A rise in the number of overweight children could be linked to poverty, says an expert at the University of Huddersfield.
A study which followed progress of almost 12,000 children born in 2000 and 2001 in the UK found a “stark increase” in overweight and obesity levels of children between the ages of seven and 11. At the age of seven, 25% of children were overweight or obese, but by age 11 this had risen to 35%.
The study, carried out by the Centre for Longitudinal Studies, highlighted other factors related to overweight and obesity levels.
It found a higher incidence of overweight children with mothers whose highest educational attainment was GCSEs compared with mums educated to degree level or higher. Obesity levels were also lower among children who had been breast fed as babies.
Dr Kiara Lewis, head of health and wellbeing at the University of Huddersfield , said: “Whilst these correlations may exist, it is not clear if any of these are causal factors. The underlying causal factor may well be poverty.”
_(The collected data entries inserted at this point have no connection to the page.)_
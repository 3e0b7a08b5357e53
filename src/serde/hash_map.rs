//! YAML maps keyed by chains read their keys as strings, so maps with non-[`String`] keys are
//! (de)serialized through their [`ToString`] and [`FromStr`] implementations.

use alloy::primitives::map::HashMap;
use serde::{Deserialize, Deserializer, Serialize, Serializer, de::Error};
use std::{fmt::Display, hash::Hash, str::FromStr};

/// Serializes a [`HashMap`] with its keys converted to strings.
pub fn serialize<S, K, V>(map: &HashMap<K, V>, serializer: S) -> Result<S::Ok, S::Error>
where
    K: ToString + Hash + Eq,
    V: Serialize,
    S: Serializer,
{
    map.iter().map(|(k, v)| (k.to_string(), v)).collect::<HashMap<_, _>>().serialize(serializer)
}

/// Deserializes a string-keyed map, parsing each key with [`FromStr`].
pub fn deserialize<'de, K, V, D>(deserializer: D) -> Result<HashMap<K, V>, D::Error>
where
    K: FromStr<Err: Display> + Hash + Eq,
    V: Deserialize<'de>,
    D: Deserializer<'de>,
{
    HashMap::<String, V>::deserialize(deserializer).and_then(|map| {
        map.into_iter()
            .map(|(k, v)| K::from_str(&k).map(|k| (k, v)).map_err(D::Error::custom))
            .collect()
    })
}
She said a recent report by the Centre for Social Justice (CSJ) into tackling the childhood obesity crisis, found that at age five, children living in poverty were twice as likely to be obese than their less deprived peers. By age 11 this has widened to three times as likely.
Dr Lewis said the ‘eat less, exercise’ message did not take into account factors affecting children living in poverty.
“Families living in poverty will have more takeaway and fast food outlets, live in overcrowded and unsuitable housing and more likely to experience family breakdown, stress, mental health issues and financial problems,” she said.
The CSJ report said the Government should follow lessons from Amsterdam where a Healthy Weight Programme launched in 2013 had already reduced obesity rates by 12% and in poorest children by 18%.
Dr Lewis, said: “Following this example, the CSJ have made a number of recommendations to a whole systems approach, including all schools becoming ‘Heathy Zones’, including obesity rates in Ofsted reports, healthy areas around schools and making sure the Sport Premium money available to all primary schools does not focus on sporty children.
“The University of Huddersfield is involved in an Active Schools network across Kirklees, helping local schools to become more active and providing advice on the Sport Premium and how it can be spent to advantage those most at need.”